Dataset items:
::::::::
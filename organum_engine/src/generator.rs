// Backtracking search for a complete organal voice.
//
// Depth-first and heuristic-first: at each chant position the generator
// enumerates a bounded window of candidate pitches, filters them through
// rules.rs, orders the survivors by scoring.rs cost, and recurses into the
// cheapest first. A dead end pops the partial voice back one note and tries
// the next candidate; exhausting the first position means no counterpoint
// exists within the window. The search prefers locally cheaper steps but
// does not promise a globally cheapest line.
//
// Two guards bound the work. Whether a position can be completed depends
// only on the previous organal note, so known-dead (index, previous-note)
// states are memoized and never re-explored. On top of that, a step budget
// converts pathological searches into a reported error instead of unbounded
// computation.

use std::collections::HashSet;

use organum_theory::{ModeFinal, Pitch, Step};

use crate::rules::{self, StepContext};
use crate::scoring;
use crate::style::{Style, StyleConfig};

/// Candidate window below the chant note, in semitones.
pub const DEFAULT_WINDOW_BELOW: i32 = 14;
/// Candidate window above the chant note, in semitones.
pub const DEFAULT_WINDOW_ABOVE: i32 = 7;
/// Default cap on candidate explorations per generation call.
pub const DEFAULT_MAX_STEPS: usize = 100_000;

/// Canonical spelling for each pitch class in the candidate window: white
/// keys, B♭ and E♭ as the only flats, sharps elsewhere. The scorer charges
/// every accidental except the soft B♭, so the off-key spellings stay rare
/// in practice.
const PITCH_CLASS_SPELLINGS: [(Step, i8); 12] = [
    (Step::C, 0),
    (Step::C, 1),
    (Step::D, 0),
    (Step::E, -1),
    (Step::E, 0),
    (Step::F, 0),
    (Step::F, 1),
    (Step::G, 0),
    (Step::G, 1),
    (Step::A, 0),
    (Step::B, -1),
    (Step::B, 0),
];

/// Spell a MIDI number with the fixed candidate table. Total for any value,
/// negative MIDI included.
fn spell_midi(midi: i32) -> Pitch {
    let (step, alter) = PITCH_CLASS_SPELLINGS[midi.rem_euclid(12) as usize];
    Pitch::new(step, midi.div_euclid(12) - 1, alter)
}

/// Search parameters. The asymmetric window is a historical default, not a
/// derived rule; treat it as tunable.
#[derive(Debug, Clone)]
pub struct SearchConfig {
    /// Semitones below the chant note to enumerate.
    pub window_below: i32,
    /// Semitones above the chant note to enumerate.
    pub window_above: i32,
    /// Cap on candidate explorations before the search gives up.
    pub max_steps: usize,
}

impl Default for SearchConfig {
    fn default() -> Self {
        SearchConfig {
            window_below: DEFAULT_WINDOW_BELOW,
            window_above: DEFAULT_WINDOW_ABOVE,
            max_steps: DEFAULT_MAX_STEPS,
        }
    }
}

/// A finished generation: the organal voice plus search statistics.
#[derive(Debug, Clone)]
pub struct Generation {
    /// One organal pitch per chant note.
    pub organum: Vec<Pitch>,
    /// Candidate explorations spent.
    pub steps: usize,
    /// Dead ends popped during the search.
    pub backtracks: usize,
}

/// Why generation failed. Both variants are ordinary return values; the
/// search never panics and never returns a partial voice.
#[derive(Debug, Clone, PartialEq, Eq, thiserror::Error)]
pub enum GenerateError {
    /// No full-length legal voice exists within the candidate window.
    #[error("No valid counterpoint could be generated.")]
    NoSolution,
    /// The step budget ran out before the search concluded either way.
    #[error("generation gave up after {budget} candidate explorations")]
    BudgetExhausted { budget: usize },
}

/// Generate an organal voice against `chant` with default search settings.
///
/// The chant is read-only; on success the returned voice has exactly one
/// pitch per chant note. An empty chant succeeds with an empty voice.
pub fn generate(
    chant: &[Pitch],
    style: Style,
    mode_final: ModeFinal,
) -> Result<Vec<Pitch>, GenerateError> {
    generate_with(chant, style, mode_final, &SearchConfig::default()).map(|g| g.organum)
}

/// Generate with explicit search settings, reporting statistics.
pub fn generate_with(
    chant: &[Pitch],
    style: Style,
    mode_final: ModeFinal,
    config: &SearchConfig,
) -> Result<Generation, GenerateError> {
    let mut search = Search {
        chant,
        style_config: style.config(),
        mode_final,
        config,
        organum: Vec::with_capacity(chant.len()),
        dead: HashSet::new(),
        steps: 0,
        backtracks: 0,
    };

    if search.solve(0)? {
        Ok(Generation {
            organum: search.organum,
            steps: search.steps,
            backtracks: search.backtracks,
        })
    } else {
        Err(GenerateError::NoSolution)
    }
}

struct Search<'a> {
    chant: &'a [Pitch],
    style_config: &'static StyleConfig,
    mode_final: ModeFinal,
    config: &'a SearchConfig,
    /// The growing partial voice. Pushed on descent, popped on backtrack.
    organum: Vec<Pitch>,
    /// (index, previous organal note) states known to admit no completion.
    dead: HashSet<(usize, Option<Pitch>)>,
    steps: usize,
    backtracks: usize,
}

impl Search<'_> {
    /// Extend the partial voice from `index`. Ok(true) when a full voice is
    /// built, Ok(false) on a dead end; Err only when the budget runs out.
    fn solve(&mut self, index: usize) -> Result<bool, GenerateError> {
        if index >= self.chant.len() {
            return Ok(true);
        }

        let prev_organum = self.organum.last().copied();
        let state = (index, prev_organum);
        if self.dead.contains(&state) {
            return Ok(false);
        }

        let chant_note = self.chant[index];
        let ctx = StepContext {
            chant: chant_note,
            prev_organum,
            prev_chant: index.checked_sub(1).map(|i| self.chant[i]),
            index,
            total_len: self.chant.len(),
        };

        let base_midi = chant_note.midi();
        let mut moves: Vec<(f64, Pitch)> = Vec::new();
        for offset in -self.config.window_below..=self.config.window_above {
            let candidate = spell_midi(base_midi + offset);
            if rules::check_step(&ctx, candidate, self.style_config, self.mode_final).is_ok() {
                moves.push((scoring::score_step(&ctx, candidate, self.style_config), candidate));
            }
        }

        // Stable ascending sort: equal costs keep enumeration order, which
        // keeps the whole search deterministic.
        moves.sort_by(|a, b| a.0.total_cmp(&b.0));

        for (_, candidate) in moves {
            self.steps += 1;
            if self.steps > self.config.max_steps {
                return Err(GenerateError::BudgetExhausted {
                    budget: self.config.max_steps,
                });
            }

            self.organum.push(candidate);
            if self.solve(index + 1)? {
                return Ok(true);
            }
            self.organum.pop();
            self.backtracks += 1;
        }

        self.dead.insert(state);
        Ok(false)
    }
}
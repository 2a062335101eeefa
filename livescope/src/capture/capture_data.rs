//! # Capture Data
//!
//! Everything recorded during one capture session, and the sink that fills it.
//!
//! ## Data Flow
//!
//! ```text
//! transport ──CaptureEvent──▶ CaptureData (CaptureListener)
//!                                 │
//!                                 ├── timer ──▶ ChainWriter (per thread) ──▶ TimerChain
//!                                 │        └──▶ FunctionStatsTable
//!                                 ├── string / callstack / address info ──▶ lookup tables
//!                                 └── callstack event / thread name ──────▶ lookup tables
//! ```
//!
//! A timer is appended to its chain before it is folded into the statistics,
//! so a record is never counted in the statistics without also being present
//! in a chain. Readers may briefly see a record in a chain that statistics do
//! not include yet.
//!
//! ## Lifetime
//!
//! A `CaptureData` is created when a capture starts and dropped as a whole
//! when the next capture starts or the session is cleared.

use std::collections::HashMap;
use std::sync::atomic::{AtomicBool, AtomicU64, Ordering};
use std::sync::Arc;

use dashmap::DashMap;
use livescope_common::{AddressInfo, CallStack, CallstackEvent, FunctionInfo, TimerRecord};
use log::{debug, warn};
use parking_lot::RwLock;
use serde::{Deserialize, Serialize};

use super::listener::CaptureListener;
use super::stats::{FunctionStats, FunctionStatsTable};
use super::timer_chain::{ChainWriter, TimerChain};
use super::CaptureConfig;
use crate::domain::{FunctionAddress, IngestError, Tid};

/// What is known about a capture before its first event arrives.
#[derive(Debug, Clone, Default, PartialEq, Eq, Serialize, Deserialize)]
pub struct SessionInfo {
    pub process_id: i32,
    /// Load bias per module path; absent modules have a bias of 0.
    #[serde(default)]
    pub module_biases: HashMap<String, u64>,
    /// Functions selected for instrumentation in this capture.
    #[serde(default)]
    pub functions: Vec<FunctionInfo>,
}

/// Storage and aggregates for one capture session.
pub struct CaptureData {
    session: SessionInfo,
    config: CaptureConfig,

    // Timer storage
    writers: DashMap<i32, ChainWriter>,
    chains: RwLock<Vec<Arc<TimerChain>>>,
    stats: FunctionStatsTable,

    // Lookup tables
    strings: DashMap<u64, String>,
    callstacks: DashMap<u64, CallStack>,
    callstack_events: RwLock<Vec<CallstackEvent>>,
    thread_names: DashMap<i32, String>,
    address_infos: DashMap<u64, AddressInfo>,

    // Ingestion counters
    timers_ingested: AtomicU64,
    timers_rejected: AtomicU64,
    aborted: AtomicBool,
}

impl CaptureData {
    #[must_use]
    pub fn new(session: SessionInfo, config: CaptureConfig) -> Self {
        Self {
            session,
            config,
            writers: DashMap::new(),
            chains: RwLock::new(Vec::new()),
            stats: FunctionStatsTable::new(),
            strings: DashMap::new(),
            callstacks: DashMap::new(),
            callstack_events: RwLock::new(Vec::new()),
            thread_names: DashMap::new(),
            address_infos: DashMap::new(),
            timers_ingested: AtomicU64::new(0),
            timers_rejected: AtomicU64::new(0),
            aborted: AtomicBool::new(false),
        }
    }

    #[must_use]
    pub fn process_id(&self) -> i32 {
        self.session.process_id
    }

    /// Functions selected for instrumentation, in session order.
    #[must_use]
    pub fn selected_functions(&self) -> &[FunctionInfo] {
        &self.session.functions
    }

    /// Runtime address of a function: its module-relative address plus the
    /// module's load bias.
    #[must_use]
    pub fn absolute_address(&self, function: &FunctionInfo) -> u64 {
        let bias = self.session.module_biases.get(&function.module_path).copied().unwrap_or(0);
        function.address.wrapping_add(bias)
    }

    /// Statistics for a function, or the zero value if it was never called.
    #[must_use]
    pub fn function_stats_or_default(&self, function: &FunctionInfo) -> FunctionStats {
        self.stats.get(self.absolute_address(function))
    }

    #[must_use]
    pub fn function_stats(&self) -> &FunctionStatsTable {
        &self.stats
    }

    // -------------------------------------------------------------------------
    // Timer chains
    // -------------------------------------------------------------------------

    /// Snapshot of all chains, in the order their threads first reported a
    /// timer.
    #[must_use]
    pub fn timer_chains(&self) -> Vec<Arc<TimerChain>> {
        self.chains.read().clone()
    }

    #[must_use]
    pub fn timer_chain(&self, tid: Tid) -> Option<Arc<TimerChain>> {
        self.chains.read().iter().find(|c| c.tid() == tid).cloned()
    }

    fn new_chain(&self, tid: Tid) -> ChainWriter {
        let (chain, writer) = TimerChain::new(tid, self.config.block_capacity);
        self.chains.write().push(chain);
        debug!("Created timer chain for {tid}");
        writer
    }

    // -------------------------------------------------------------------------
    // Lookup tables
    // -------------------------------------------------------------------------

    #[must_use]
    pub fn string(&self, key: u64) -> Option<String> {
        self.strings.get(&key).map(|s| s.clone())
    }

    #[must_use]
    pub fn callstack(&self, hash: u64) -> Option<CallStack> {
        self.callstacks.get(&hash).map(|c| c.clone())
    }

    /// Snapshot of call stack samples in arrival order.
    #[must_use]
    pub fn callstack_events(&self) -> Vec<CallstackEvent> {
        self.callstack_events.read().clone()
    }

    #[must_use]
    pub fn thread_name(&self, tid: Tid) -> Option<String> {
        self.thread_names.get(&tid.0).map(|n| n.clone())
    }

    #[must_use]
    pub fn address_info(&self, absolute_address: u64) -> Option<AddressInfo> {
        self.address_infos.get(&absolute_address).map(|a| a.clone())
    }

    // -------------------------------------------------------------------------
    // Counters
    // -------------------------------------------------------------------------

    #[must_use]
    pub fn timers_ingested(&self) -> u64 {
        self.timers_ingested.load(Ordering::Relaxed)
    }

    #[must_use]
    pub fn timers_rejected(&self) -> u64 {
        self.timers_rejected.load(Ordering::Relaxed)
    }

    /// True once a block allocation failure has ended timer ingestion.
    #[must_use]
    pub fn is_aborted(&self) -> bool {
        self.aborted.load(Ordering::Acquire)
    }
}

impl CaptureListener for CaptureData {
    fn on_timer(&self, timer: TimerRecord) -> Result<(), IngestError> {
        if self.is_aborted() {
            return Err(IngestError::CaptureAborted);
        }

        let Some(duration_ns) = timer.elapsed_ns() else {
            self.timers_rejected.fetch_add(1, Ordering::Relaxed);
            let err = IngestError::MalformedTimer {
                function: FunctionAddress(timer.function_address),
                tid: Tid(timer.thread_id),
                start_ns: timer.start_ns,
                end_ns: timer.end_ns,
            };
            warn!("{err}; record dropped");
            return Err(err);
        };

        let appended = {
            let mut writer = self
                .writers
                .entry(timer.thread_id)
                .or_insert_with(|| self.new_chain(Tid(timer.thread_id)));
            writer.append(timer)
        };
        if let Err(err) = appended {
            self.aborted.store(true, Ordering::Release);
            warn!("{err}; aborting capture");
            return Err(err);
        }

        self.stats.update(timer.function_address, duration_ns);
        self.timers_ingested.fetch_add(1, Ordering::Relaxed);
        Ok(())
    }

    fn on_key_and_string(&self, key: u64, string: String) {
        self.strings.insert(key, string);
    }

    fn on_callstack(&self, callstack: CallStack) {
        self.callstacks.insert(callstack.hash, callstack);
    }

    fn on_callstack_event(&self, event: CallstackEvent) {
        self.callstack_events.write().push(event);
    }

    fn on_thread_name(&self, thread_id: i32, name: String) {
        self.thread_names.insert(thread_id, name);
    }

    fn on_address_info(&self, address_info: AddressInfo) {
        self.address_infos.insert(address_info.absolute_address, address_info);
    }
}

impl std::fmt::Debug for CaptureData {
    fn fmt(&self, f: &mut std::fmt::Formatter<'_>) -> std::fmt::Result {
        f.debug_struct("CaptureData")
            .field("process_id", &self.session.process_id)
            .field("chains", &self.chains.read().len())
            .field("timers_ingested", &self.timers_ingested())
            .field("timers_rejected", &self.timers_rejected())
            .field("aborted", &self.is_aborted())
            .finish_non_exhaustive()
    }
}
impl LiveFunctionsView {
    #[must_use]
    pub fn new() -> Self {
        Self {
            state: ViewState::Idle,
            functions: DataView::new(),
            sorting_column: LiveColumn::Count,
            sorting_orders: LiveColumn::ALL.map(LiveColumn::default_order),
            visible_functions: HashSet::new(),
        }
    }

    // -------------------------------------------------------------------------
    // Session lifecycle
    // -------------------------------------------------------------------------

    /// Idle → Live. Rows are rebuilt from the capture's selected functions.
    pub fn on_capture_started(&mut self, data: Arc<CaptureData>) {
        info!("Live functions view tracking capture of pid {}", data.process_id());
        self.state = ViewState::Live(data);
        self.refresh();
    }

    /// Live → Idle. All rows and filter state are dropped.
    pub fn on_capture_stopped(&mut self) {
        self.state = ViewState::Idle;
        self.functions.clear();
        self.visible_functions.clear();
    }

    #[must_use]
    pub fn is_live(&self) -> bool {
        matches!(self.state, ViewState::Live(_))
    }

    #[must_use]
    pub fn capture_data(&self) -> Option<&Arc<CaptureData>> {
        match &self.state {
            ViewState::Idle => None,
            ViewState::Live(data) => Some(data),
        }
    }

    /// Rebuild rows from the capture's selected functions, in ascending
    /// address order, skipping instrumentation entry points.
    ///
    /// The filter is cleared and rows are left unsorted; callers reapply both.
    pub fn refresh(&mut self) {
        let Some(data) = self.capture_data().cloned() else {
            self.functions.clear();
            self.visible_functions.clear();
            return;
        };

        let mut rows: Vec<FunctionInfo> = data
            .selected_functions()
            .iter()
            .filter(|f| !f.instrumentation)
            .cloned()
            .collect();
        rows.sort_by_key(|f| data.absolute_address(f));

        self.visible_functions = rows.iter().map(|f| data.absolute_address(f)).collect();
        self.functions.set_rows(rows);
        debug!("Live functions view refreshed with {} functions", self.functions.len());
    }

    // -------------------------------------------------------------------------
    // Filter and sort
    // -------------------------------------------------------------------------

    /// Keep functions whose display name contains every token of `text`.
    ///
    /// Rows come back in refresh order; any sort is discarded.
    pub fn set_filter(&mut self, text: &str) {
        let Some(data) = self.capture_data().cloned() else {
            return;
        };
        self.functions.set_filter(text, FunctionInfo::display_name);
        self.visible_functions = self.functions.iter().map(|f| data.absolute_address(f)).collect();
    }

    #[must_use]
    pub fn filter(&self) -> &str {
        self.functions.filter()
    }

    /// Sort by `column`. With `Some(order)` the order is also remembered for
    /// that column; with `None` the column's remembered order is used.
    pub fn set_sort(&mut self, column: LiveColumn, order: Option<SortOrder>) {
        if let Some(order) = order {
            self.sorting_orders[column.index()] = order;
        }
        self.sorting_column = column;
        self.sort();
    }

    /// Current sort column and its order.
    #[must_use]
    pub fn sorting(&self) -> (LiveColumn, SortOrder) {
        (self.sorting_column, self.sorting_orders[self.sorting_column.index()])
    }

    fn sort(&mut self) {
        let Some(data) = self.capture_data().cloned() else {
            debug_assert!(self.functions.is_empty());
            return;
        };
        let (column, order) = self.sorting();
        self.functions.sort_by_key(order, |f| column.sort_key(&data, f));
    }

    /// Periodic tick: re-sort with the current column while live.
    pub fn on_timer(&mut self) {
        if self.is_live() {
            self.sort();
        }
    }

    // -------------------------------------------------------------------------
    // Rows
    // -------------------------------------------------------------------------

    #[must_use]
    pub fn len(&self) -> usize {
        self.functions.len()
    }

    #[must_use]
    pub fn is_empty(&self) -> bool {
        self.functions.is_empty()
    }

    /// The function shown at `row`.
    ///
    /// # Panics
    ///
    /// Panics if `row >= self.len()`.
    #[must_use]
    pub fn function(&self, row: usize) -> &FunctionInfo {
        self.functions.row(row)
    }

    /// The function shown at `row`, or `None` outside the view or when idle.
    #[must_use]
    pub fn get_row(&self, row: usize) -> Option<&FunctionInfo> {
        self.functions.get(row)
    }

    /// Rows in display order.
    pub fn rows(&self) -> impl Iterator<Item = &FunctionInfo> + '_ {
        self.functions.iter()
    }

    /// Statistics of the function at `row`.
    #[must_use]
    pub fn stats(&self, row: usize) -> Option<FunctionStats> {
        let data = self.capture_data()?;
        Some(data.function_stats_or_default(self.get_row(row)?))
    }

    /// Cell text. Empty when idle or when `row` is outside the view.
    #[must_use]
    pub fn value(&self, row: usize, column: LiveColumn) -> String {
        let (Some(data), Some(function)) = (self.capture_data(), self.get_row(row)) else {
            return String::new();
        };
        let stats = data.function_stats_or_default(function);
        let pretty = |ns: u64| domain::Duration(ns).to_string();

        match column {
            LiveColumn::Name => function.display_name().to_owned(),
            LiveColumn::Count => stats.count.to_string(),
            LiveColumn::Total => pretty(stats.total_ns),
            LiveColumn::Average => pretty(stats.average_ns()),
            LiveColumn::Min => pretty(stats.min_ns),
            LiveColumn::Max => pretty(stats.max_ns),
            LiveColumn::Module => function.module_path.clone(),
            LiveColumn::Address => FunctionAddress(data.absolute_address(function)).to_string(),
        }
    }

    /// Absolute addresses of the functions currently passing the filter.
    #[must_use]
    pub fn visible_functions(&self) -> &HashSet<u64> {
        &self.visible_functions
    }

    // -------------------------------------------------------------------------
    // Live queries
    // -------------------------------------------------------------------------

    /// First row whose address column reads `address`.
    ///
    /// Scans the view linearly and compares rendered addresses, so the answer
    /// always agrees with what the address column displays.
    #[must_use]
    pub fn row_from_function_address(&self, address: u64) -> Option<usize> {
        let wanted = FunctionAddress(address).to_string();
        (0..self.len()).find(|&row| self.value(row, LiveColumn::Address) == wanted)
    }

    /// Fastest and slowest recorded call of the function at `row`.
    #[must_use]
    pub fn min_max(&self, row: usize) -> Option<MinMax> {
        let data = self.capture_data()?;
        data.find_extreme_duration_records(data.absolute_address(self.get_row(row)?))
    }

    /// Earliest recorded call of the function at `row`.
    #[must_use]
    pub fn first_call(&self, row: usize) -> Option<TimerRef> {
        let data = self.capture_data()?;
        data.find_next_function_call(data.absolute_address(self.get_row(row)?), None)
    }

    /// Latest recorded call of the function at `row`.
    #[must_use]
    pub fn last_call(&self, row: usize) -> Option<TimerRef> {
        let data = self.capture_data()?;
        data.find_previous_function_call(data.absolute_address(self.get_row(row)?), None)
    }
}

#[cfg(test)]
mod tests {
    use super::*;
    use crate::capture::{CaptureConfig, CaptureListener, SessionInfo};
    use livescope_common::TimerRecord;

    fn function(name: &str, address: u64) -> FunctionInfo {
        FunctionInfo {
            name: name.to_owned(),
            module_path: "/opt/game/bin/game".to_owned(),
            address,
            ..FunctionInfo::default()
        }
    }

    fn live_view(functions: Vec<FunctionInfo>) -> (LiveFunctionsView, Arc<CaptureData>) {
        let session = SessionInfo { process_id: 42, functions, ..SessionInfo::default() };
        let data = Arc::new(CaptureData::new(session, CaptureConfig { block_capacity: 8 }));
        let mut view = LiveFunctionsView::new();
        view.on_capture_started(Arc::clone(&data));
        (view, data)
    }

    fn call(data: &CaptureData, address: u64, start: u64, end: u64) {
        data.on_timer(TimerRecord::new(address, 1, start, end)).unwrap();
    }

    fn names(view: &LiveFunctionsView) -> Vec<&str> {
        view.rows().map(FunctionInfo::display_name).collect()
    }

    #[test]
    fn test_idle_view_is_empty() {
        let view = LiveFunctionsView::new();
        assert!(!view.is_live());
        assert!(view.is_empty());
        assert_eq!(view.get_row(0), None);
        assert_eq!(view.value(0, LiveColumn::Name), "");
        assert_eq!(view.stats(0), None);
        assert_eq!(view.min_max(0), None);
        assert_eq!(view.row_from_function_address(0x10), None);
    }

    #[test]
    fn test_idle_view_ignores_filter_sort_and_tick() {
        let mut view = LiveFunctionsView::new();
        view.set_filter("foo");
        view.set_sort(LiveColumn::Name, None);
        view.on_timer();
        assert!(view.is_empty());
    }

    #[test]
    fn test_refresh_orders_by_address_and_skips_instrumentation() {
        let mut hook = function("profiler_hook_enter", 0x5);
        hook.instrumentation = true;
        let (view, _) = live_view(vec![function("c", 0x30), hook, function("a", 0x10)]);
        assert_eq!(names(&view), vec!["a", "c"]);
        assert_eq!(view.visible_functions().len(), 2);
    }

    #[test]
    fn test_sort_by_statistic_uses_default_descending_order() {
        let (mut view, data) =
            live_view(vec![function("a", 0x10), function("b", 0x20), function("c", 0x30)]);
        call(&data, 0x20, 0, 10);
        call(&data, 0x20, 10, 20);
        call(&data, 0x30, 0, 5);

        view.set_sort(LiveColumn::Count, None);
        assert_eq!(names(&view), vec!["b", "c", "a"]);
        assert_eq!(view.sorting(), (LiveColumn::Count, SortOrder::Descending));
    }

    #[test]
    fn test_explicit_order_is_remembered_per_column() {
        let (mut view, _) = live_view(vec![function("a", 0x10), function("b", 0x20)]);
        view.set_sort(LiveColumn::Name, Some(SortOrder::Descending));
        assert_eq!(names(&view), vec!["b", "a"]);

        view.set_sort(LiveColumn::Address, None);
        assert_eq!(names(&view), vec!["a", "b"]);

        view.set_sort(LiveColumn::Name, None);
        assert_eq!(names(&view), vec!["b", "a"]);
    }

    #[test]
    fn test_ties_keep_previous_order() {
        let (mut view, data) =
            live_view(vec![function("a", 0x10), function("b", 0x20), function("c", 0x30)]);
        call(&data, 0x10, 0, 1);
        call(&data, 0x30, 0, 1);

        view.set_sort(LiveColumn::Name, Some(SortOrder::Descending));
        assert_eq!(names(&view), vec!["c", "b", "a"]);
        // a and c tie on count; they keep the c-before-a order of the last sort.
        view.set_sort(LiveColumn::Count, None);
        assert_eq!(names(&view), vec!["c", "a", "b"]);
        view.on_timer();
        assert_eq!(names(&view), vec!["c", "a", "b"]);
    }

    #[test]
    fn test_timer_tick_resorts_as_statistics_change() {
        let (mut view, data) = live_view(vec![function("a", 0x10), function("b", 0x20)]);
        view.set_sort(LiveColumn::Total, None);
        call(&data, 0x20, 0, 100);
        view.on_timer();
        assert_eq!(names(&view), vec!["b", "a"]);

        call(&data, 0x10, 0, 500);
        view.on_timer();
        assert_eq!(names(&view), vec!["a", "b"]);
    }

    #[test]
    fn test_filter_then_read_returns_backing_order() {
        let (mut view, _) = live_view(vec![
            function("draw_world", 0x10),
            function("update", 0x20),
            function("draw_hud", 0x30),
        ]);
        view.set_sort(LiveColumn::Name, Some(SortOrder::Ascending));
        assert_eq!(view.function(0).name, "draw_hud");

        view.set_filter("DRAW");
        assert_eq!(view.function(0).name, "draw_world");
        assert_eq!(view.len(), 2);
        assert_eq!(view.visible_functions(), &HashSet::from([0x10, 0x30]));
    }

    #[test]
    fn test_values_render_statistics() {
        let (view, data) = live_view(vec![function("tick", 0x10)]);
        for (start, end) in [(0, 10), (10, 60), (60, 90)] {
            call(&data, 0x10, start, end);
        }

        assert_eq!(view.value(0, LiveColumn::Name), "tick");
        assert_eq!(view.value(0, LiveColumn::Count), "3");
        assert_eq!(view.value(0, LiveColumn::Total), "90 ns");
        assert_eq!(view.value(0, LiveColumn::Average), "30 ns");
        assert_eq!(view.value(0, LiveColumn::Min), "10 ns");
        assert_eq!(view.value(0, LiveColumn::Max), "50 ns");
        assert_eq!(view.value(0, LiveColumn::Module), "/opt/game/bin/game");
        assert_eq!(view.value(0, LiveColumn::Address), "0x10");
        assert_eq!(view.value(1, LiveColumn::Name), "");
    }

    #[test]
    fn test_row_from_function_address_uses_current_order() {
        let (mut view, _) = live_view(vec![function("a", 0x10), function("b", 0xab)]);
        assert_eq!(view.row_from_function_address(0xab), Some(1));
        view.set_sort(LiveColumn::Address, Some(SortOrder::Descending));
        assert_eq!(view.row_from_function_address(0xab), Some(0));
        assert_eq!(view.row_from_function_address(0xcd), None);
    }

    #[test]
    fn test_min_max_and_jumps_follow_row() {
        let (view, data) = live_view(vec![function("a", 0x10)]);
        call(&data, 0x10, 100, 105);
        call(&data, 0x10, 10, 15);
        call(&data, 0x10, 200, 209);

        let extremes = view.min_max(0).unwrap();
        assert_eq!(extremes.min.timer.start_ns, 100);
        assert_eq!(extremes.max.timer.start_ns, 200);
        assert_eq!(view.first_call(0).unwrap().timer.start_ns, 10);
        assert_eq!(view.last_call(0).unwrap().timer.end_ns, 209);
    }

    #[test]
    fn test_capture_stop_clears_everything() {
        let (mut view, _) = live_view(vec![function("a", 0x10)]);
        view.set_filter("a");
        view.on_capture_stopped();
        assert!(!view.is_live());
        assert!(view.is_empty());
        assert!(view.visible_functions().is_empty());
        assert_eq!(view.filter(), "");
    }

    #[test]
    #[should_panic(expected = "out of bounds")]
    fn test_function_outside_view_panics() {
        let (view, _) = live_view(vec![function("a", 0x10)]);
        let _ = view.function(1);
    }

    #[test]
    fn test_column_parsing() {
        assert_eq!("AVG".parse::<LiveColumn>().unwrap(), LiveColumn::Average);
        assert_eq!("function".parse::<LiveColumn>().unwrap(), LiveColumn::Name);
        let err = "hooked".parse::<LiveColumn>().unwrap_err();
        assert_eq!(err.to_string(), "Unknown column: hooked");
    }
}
::::::::
What is needed: Quote exactly the stretch of lines above that starts at the first one and ends at the line with "a step budget", and nothing beyond it.

Task answer:
filename organum_engine/src/generator.rs
// Backtracking search for a complete organal voice.
//
// Depth-first and heuristic-first: at each chant position the generator
// enumerates a bounded window of candidate pitches, filters them through
// rules.rs, orders the survivors by scoring.rs cost, and recurses into the
// cheapest first. A dead end pops the partial voice back one note and tries
// the next candidate; exhausting the first position means no counterpoint
// exists within the window. The search prefers locally cheaper steps but
// does not promise a globally cheapest line.
//
// Two guards bound the work. Whether a position can be completed depends
// only on the previous organal note, so known-dead (index, previous-note)
// states are memoized and never re-explored. On top of that, a step budget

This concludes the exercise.